Success
As we move into fall, I have to start cleaning my garden up a bit. There are a lot of articles circulating right now that encourage you to not clean up your garden for winter but to leave the plants until spring to provide a habitat for pollinators. To me, this sounds like a really good excuse to ignore my garden for the next six months. But in all honesty, I can’t leave it alone. If I wait to clean it up in the spring, it will be my undoing. That’s just too overwhelming for me.
My yearly routine, come fall, is to pull out a few plants at a time over the span of several weeks to budget my garbage can space. I’m sorry, pollinators. You’re welcome to make my yard your winter home, but I’m not leaving any plant carcasses for you. Actually, that's not entirely true. The strawberry plants will still be there, and I usually have to leave the sunflower and cornstalk stumps through the winter because they are too hard to get out while they still have life in them. So there you go, pollinators; you can live in my sunflower stumps.

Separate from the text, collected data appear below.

/// Plan a full teardown of everything in state.
///
/// Dependents are destroyed before their dependencies, using the
/// dependencies recorded at apply time. When declarations are given,
/// `prevent_destroy` is honoured.
pub fn plan_destroy(snapshot: &Snapshot, graph: Option<&Graph>) -> Result<ChangeSet> {
    if let Some(graph) = graph
        && let Some(protected) = snapshot
            .keys()
            .find(|id| graph.get(id).is_some_and(|r| r.lifecycle.prevent_destroy))
    {
        return Err(Error::PreventDestroy {
            identity: protected.clone(),
        });
    }

    let ids: Vec<&ResourceId> = snapshot.keys().collect();
    let position: HashMap<&ResourceId, usize> =
        ids.iter().enumerate().map(|(i, id)| (*id, i)).collect();

    let mut entries: Vec<ChangeEntry> = snapshot
        .iter()
        .map(|(id, record)| ChangeEntry::destroy(id.clone(), record))
        .collect();
    for (dependent, record) in snapshot {
        for dependency in &record.dependencies {
            if let Some(&target) = position.get(dependency) {
                entries[target].depends_on.push(position[dependent]);
            }
        }
    }
    for entry in &mut entries {
        entry.depends_on.sort_unstable();
        entry.depends_on.dedup();
    }

    order_entries(entries)
}

/// Sort entries so that everything an entry waits for comes first.
///
/// Kahn's algorithm with ties broken by construction order; the
/// `depends_on` indices are rewritten to the new positions.
fn order_entries(entries: Vec<ChangeEntry>) -> Result<ChangeSet> {
    let n = entries.len();
    let mut remaining: Vec<usize> = entries.iter().map(|e| e.depends_on.len()).collect();
    let mut dependents: Vec<Vec<usize>> = vec![Vec::new(); n];
    for (i, entry) in entries.iter().enumerate() {
        for &d in &entry.depends_on {
            dependents[d].push(i);
        }
    }

    let mut ready: BTreeSet<usize> = (0..n).filter(|&i| remaining[i] == 0).collect();
    let mut order = Vec::with_capacity(n);
    while let Some(i) = ready.pop_first() {
        order.push(i);
        for &dependent in &dependents[i] {
            remaining[dependent] -= 1;
            if remaining[dependent] == 0 {
                ready.insert(dependent);
            }
        }
    }

    if order.len() < n {
        let path = (0..n)
            .filter(|i| remaining[*i] > 0)
            .map(|i| entries[i].id.clone())
            .collect();
        return Err(Error::Cycle { path });
    }

    let mut new_index = vec![0; n];
    for (new, &old) in order.iter().enumerate() {
        new_index[old] = new;
    }
    let mut slots: Vec<Option<ChangeEntry>> = entries.into_iter().map(Some).collect();
    let entries = order
        .iter()
        .filter_map(|&old| slots[old].take())
        .map(|mut entry| {
            entry.depends_on = entry.depends_on.iter().map(|&d| new_index[d]).collect();
            entry.depends_on.sort_unstable();
            entry
        })
        .collect();
    Ok(ChangeSet { entries })
}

As we near the end of gardening season, here are some of the successes we celebrate:
We had plenty of zucchini and summer squash!
Here is the first cherry tomato of the year. We successfully grew cherry, roma, and celebrity tomatoes, and just yesterday I found some yellow pear tomatoes I planted from seed and didn't know they actually grew!
We babied this crenshaw melon for months and finally picked it and cut it up for game night. It was a little too ripe, but it was still edible. We're just excited something actually came off the vine!